Saturday Morning Links

Assorted content for your weekend reading.

- Richard Wilkinson writes that the key to building back better in the wake of the coronavirus pandemic is to close the gap in income and wealth between the rich and everybody else, with the goal of meeting both material and social needs:
(T)he most potent generators of chronic stress are embedded in the social fabric, in our lives and relationships with one another. Three aspects stand out above others: the damaging effects of low social status, whether that is due to poverty, racism or any other cause; the quality of care in early childhood; and the strongly protective effects of friendship and social integration.

Relationships matter so much because other people can be our best sources of security, comfort and cooperation or our worst rivals. Just as bad relationships are highly stressful, friendship is relaxing and restorative. We have evolved an extraordinary sensitivity to relationships, because getting them right has always been crucial to our survival.

Experiments have shown that it is threats to self-esteem or social status, where other people can judge us negatively, that most reliably raise our stress hormones. These feelings are so potent, causing anything from fury to stomach-clenching shame. Even simple experiments have shown they have serious consequences, including slower wound healing and weaker resistance to infection.
...
So what can be done to ensure our health and resilience? The key is that class and status, prejudice and discrimination are strengthened by larger income differences. As George Bernard Shaw said: “Inequality of income takes the broad, safe, and fertile plane of human society and stands it on its edge,” with the result that some people are valued very much more than others. The rich are made to seem more superior and the poor more inferior, inequalities in health and in young people’s life chances increase, while social mobility slows.
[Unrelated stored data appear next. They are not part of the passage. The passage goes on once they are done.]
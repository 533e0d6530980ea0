use std::path::PathBuf;

use clap::Parser;

use chip8_core::constants::{DEFAULT_CYCLES_PER_FRAME, DEFAULT_SEED};

mod run;

/// Runs a Chip-8 ROM without a window, feeding it a fixed set of held keys
#[derive(Parser, Debug)]
#[command(version, about, long_about = None)]
pub struct Args {
    /// Path to the ROM file to run
    rom: PathBuf,

    #[arg(short, long, default_value_t = DEFAULT_CYCLES_PER_FRAME, help = "Instructions executed per frame")]
    cycles: usize,

    #[arg(short, long, default_value_t = 60, help = "Frame rate in frames per second")]
    frame_rate: u32,

    #[arg(short = 'n', long, default_value_t = 600, help = "Frames to run before exiting")]
    frames: u64,

    #[arg(short, long, default_value_t = DEFAULT_SEED, help = "Seed for the random number generator")]
    seed: u32,

    #[arg(long, conflicts_with = "seed", help = "Seed the random number generator from the OS")]
    random_seed: bool,

    #[arg(long, value_parser = parse_key, help = "Hex key (0-F) held down for the whole run, repeatable")]
    hold: Vec<u8>,

    #[arg(short, long, help = "Run frames back to back instead of at the frame rate")]
    unthrottled: bool,

    #[arg(short, long, help = "Print the screen when the run ends")]
    dump: bool,
}

fn parse_key(s: &str) -> Result<u8, String> {
    match u8::from_str_radix(s.trim_start_matches("0x"), 16) {
        Ok(key) if key <= 0xF => Ok(key),
        _ => Err(format!("`{}` isn't a key between 0 and F", s)),
    }
}

fn main() -> anyhow::Result<()> {
    env_logger::init();
    let args = Args::parse();
    run::run(&args)
}
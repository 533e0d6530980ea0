pub use chip8::{Chip8, Tick};
pub use error::Chip8Error;
pub use frame_buffer::FrameBuffer;
pub use keypad::Keypad;
pub use memory::Memory;
pub use rng::Pcg;
pub use state::RunState;

mod chip8;
pub mod constants;
mod error;
mod frame_buffer;
mod instruction;
mod keypad;
mod memory;
mod opcode;
mod operations;
mod rng;
pub mod state;
//! Shortlist output types returned by the ranker.

use std::collections::BTreeMap;

use serde::{Deserialize, Serialize};

use crate::models::evaluation::{Evaluation, Grade};

/// A shortlisted candidate, collapsed to its best-fit persona result.
#[derive(Debug, Clone, PartialEq, Serialize, Deserialize)]
pub struct RankedEntry {
    /// 1-based position in the shortlist, dense (1, 2, 3, ...).
    pub rank: usize,
    pub candidate_id: String,
    /// Persona the candidate scored highest against.
    pub persona_id: String,
    pub persona_name: String,
    pub score: f64,
    pub grade: Grade,
    /// Explanation carried over from the winning evaluation.
    pub why: String,
    /// Every persona the candidate was scored against, one record per
    /// persona, in first-seen order. Kept for audit and drill-down views.
    pub persona_results: Vec<Evaluation>,
}

/// Full ranking result: the shortlist plus summary statistics.
#[derive(Debug, Clone, PartialEq, Serialize, Deserialize)]
pub struct RankingReport {
    /// Distinct candidates present in the input, shortlisted or not.
    pub total_evaluated: usize,
    pub shortlist: Vec<RankedEntry>,
    /// Best-fit persona id to shortlisted-candidate count. BTreeMap keeps
    /// serialized output byte-stable across runs.
    pub persona_distribution: BTreeMap<String, usize>,
    /// Human-readable summary, including any cap or availability caveat.
    pub notes: String,
}
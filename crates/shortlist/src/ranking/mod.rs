// Candidate ranking pipeline.
// Implements: input validation, best-per-candidate reduction, persona
// diversity capping, and report assembly. Pure computation throughout.

mod diversity;
mod ranker;
mod reduce;

pub use ranker::{rank_candidates, RankOptions, DEFAULT_TOP_N};
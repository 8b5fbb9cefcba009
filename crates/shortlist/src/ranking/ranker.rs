//! Shortlist construction: validates evaluator output, reduces to best-fit
//! results, applies the persona diversity cap, and assembles the report.
//!
//! CRITICAL: ranking is pure and deterministic. Identical input produces a
//! byte-identical serialized report, regardless of process or run.

use std::collections::BTreeMap;

use serde::{Deserialize, Serialize};
use tracing::debug;

use crate::errors::ShortlistError;
use crate::models::{score_in_range, Evaluation, RankedEntry, RankingReport};

use super::diversity::{apply_persona_cap, max_per_persona};
use super::reduce::{reduce_best_per_candidate, BestMatch};

// ────────────────────────────────────────────────────────────────────────────
// Options
// ────────────────────────────────────────────────────────────────────────────

/// Shortlist size used when the caller does not specify one.
pub const DEFAULT_TOP_N: usize = 10;

/// Caller-supplied ranking parameters.
#[derive(Debug, Clone, Serialize, Deserialize)]
pub struct RankOptions {
    /// Maximum shortlist length. Zero is rejected, never clamped.
    #[serde(default = "default_top_n")]
    pub top_n: usize,
    /// Persona ids in generation order, used only to break best-fit score
    /// ties. Empty when the ordering is unknown.
    #[serde(default)]
    pub persona_order: Vec<String>,
}

impl Default for RankOptions {
    fn default() -> Self {
        RankOptions {
            top_n: DEFAULT_TOP_N,
            persona_order: Vec::new(),
        }
    }
}

fn default_top_n() -> usize {
    DEFAULT_TOP_N
}

// ────────────────────────────────────────────────────────────────────────────
// Ranking
// ────────────────────────────────────────────────────────────────────────────

const EMPTY_INPUT_NOTE: &str = "No candidates were evaluated.";

/// Builds the candidate shortlist from per-(candidate, persona) evaluations.
///
/// Algorithm:
/// 1. Validate `top_n` and every record; any invalid record fails the whole
///    call before ranking starts
/// 2. Reduce rows to one best-fit result per candidate
/// 3. Stable-sort descending by best score
/// 4. Admit candidates under the persona diversity cap, stopping at `top_n`
/// 5. Assign dense 1-based ranks, then assemble distribution and notes
///
/// Empty input is not an error: it yields an empty, well-formed report.
pub fn rank_candidates(
    evaluations: &[Evaluation],
    options: &RankOptions,
) -> Result<RankingReport, ShortlistError> {
    validate_input(evaluations, options)?;

    if evaluations.is_empty() {
        return Ok(RankingReport {
            total_evaluated: 0,
            shortlist: Vec::new(),
            persona_distribution: BTreeMap::new(),
            notes: EMPTY_INPUT_NOTE.to_string(),
        });
    }

    let mut best_matches = reduce_best_per_candidate(evaluations, &options.persona_order);
    let total_evaluated = best_matches.len();

    // Stable sort: equal scores keep first-seen candidate order
    best_matches.sort_by(|a, b| {
        b.best
            .score
            .partial_cmp(&a.best.score)
            .unwrap_or(std::cmp::Ordering::Equal)
    });

    let (admitted, held_back) = apply_persona_cap(best_matches, options.top_n);

    let shortlist: Vec<RankedEntry> = admitted
        .into_iter()
        .enumerate()
        .map(|(position, best_match)| to_entry(position + 1, best_match))
        .collect();

    let mut persona_distribution: BTreeMap<String, usize> = BTreeMap::new();
    for entry in &shortlist {
        *persona_distribution
            .entry(entry.persona_id.clone())
            .or_insert(0) += 1;
    }

    let notes = compose_notes(
        shortlist.len(),
        total_evaluated,
        persona_distribution.len(),
        options.top_n,
        held_back.len(),
    );

    debug!(
        "Ranked {} candidates from {} evaluation rows: {} shortlisted, {} held back by persona cap (top_n={})",
        total_evaluated,
        evaluations.len(),
        shortlist.len(),
        held_back.len(),
        options.top_n
    );

    Ok(RankingReport {
        total_evaluated,
        shortlist,
        persona_distribution,
        notes,
    })
}

/// Rejects the whole batch on the first unusable record, before any ranking
/// work starts.
fn validate_input(
    evaluations: &[Evaluation],
    options: &RankOptions,
) -> Result<(), ShortlistError> {
    if options.top_n == 0 {
        return Err(ShortlistError::InvalidTopN { got: options.top_n });
    }

    for (index, eval) in evaluations.iter().enumerate() {
        if eval.candidate_id.trim().is_empty() {
            return Err(ShortlistError::EmptyField {
                index,
                field: "candidate_id",
            });
        }
        if eval.persona_id.trim().is_empty() {
            return Err(ShortlistError::EmptyField {
                index,
                field: "persona_id",
            });
        }
        if !score_in_range(eval.score) {
            return Err(ShortlistError::InvalidScore {
                index,
                candidate_id: eval.candidate_id.clone(),
                persona_id: eval.persona_id.clone(),
                score: eval.score,
            });
        }
    }

    Ok(())
}

fn to_entry(rank: usize, best_match: BestMatch) -> RankedEntry {
    let BestMatch {
        best,
        persona_results,
    } = best_match;
    RankedEntry {
        rank,
        candidate_id: best.candidate_id,
        persona_id: best.persona_id,
        persona_name: best.persona_name,
        score: best.score,
        grade: best.grade,
        why: best.explanation,
        persona_results,
    }
}

/// Summary line plus at most one caveat; a cap-induced shortfall takes
/// precedence over the availability caveat.
fn compose_notes(
    shortlisted: usize,
    total_evaluated: usize,
    persona_kinds: usize,
    top_n: usize,
    held_back: usize,
) -> String {
    let mut notes = format!(
        "Top {} candidates selected from {} evaluated. Balanced across {} persona type(s).",
        shortlisted, total_evaluated, persona_kinds
    );

    if shortlisted < top_n {
        if held_back > 0 {
            notes.push_str(&format!(
                " {} candidate(s) were held back by the persona diversity cap ({} per persona).",
                held_back,
                max_per_persona(top_n)
            ));
        } else {
            notes.push_str(&format!(
                " Fewer candidates than the requested {} were available.",
                top_n
            ));
        }
    }

    notes
}
// Data model shared by the ingest boundary and the ranking pipeline.

mod evaluation;
mod report;

pub use evaluation::{Evaluation, Grade};
pub use report::{RankedEntry, RankingReport};

pub(crate) use evaluation::score_in_range;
The picture could hardly be simpler: almost all the problems that we know are related to social status within our society get worse when status differences are increased. If we want a less dysfunctional society and a healthier population, building back better means addressing the scourge of income inequality.
- And Andrew Jackson challenges Chrystia Freeland to pursue the possibility of transformational change, rather than merely trying to move back toward a lost (and unsustainable) status quo ante.

- On that front, Tom Philpott discusses how the U.S.' food supply is needlessly precarious. And Dana Granofsky, Kira Heineck, Steve Lurie and Kwame McKenzie highlight the danger that we could see a new wave of homelessness connected to a resurgence of COVID-19 this fall - even as Jen St. Denis points out the lack of uptake on tiny homes in Vancouver (or elsewhere in Canada) despite the success of the same idea in U.S. cities which have pursued it.

- Finally, Christopher Cheung and Rochelle Baker each report on a push for action against a drug overdose crisis which is killing far more people than COVID-19 in British Columbia.